Data under study →
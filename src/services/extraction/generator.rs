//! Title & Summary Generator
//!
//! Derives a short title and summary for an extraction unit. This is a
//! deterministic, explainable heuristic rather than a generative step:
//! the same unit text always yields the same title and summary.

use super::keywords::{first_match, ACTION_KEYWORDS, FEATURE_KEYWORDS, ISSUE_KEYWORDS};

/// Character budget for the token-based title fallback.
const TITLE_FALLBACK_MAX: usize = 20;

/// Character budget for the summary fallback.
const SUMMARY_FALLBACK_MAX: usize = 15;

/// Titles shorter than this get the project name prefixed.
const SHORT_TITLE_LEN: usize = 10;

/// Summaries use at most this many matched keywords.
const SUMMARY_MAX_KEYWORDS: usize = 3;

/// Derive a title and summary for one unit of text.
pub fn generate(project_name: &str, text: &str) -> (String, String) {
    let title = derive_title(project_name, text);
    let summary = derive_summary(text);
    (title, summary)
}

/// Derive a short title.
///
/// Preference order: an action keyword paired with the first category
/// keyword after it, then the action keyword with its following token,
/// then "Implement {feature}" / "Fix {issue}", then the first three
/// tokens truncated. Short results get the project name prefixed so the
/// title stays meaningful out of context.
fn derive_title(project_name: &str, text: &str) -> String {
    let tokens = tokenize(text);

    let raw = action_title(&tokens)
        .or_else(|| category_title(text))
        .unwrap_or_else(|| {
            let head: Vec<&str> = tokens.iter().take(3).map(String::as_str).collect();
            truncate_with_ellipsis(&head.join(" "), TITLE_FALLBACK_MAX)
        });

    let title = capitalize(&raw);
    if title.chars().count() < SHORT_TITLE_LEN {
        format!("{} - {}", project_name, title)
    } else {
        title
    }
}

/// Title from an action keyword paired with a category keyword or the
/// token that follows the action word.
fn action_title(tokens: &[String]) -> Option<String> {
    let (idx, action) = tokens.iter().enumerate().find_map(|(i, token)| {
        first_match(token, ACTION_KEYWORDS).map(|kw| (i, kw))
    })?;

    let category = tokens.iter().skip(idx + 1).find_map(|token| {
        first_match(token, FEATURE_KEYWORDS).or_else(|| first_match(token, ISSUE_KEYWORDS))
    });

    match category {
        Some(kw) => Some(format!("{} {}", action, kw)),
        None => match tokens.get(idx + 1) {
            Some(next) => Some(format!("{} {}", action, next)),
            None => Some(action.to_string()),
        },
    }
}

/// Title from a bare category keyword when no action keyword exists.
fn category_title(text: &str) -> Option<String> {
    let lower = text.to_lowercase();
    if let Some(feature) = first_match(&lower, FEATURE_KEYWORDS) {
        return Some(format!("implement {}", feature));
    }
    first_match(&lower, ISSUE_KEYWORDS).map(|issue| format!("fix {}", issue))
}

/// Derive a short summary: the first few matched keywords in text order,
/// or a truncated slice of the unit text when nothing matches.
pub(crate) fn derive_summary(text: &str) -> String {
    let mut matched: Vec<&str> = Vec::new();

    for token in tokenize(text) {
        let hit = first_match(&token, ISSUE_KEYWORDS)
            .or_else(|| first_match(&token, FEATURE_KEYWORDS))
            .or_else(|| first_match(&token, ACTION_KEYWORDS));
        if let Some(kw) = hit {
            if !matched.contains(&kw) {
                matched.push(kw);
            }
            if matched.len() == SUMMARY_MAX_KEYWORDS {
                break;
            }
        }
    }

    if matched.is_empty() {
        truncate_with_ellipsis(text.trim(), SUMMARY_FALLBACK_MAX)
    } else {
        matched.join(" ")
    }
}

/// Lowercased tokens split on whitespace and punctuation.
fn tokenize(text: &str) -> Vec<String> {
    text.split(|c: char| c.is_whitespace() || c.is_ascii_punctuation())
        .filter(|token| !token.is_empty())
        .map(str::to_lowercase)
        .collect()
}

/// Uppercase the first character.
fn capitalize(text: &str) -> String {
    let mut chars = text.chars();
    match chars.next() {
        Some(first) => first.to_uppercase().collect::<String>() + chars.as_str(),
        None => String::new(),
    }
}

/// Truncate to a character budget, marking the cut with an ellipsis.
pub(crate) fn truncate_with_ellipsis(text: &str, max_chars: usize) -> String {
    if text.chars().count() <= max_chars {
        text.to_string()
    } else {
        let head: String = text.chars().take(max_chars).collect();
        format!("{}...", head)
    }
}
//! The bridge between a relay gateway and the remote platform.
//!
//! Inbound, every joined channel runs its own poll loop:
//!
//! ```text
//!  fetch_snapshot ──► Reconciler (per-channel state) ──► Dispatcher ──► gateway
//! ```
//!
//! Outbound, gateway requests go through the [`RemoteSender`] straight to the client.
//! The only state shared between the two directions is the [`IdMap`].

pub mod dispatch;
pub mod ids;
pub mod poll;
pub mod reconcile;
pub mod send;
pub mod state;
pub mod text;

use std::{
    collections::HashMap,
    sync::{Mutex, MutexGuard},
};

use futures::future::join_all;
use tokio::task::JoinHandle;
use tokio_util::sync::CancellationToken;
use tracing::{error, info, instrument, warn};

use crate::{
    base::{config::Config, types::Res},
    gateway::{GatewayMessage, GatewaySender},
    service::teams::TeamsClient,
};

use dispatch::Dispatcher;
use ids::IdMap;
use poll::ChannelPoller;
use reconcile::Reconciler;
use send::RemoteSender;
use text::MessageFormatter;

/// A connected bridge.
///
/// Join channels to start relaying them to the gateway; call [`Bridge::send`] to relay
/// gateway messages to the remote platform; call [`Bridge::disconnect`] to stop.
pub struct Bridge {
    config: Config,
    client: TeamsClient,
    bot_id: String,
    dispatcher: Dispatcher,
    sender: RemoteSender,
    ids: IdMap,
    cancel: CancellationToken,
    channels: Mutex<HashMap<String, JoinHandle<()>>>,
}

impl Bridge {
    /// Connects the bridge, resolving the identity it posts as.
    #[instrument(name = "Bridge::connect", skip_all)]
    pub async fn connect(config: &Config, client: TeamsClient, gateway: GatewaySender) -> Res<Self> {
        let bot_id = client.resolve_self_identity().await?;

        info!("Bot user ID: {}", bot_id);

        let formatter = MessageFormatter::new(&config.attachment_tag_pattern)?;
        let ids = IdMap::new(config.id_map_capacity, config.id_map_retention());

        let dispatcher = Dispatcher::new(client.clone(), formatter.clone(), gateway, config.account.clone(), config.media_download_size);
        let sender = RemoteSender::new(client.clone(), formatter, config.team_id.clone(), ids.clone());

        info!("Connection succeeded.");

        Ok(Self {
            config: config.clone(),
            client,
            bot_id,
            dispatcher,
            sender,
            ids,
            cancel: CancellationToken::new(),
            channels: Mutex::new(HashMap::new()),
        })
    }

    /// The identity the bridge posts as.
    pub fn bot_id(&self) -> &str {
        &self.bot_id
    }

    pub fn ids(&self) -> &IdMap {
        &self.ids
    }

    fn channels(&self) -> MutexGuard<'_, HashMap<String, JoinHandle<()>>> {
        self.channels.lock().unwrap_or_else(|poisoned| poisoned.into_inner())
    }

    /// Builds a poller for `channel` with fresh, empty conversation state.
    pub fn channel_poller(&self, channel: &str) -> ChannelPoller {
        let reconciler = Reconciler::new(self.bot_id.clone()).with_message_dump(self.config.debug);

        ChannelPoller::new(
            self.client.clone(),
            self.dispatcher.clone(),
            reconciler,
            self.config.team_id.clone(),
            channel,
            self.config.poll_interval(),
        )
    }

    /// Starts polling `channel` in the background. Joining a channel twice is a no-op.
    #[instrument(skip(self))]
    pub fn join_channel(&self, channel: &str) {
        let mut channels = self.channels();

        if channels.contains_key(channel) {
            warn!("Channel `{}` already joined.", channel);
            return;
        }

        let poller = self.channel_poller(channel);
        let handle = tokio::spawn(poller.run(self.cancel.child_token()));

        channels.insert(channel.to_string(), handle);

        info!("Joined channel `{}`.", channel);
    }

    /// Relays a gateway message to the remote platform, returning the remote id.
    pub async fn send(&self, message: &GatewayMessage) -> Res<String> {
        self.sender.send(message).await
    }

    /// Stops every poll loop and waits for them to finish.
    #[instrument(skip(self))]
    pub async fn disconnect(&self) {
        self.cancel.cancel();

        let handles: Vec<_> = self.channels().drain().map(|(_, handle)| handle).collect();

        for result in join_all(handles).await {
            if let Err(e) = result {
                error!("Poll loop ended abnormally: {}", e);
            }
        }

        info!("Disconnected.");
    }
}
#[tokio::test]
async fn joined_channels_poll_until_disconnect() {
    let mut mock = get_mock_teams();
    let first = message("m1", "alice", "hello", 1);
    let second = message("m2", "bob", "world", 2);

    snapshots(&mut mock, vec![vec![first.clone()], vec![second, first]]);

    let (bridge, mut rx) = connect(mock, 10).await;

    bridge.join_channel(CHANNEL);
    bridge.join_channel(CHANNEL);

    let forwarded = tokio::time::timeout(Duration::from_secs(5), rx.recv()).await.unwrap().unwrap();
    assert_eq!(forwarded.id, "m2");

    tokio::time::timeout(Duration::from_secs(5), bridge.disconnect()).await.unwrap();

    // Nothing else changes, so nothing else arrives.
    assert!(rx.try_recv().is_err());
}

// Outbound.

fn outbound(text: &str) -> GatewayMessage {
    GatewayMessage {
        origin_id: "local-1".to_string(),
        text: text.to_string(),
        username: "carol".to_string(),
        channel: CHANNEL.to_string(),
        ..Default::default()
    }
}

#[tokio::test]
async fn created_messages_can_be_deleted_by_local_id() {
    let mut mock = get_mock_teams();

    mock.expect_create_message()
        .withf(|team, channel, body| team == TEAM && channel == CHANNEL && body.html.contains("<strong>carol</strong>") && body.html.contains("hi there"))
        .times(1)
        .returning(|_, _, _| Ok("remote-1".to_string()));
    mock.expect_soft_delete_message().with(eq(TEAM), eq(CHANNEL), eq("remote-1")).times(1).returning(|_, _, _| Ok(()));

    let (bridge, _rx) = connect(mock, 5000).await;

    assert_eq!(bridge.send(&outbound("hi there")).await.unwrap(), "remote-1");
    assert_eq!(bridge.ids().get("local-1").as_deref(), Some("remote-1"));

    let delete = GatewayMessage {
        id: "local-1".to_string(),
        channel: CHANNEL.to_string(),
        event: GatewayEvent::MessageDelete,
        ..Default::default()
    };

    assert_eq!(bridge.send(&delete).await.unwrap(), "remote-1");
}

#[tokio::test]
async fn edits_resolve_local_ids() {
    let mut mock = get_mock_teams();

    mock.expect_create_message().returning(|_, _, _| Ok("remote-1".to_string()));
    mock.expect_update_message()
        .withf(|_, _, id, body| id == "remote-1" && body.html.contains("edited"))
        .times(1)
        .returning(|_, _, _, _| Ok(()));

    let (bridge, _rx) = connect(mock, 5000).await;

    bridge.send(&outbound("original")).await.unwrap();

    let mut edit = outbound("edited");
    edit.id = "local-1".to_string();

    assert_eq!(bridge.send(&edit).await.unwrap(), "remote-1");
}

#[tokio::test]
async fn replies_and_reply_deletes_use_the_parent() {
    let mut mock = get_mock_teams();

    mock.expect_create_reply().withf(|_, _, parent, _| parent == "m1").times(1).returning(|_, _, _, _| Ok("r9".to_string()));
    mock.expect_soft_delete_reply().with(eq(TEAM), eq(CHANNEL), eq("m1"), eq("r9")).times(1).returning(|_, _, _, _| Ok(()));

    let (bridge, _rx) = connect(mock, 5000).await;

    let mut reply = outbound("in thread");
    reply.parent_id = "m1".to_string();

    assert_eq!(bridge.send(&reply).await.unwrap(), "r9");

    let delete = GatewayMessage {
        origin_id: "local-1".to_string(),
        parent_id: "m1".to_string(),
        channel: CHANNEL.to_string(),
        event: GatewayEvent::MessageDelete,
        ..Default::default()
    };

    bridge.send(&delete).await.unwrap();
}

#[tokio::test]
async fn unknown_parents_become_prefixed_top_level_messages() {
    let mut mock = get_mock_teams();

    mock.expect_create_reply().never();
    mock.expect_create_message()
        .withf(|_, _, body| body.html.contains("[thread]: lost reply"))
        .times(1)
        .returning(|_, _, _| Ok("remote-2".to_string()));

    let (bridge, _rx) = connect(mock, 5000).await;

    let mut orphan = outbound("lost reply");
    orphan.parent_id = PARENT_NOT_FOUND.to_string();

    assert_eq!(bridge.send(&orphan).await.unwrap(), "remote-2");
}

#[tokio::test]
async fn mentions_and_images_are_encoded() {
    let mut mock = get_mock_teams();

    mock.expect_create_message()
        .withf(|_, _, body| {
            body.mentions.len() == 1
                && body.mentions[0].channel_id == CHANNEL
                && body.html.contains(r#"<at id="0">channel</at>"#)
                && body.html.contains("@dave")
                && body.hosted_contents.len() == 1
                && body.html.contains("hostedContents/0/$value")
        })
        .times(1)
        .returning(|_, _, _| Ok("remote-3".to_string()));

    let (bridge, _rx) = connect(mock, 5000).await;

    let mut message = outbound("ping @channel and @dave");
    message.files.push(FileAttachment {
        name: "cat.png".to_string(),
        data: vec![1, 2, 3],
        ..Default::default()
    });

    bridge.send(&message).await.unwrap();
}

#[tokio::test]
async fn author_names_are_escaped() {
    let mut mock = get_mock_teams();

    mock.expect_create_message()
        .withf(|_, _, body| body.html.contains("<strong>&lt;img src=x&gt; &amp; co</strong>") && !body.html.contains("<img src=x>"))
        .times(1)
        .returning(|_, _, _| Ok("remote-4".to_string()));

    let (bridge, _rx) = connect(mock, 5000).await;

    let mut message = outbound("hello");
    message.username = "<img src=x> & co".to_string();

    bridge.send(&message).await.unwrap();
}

What is being asked →
Search the data above for the string "CancellationToken" and return every line that has it.

Answer section →
use tokio_util::sync::CancellationToken;
    cancel: CancellationToken,
            cancel: CancellationToken::new(),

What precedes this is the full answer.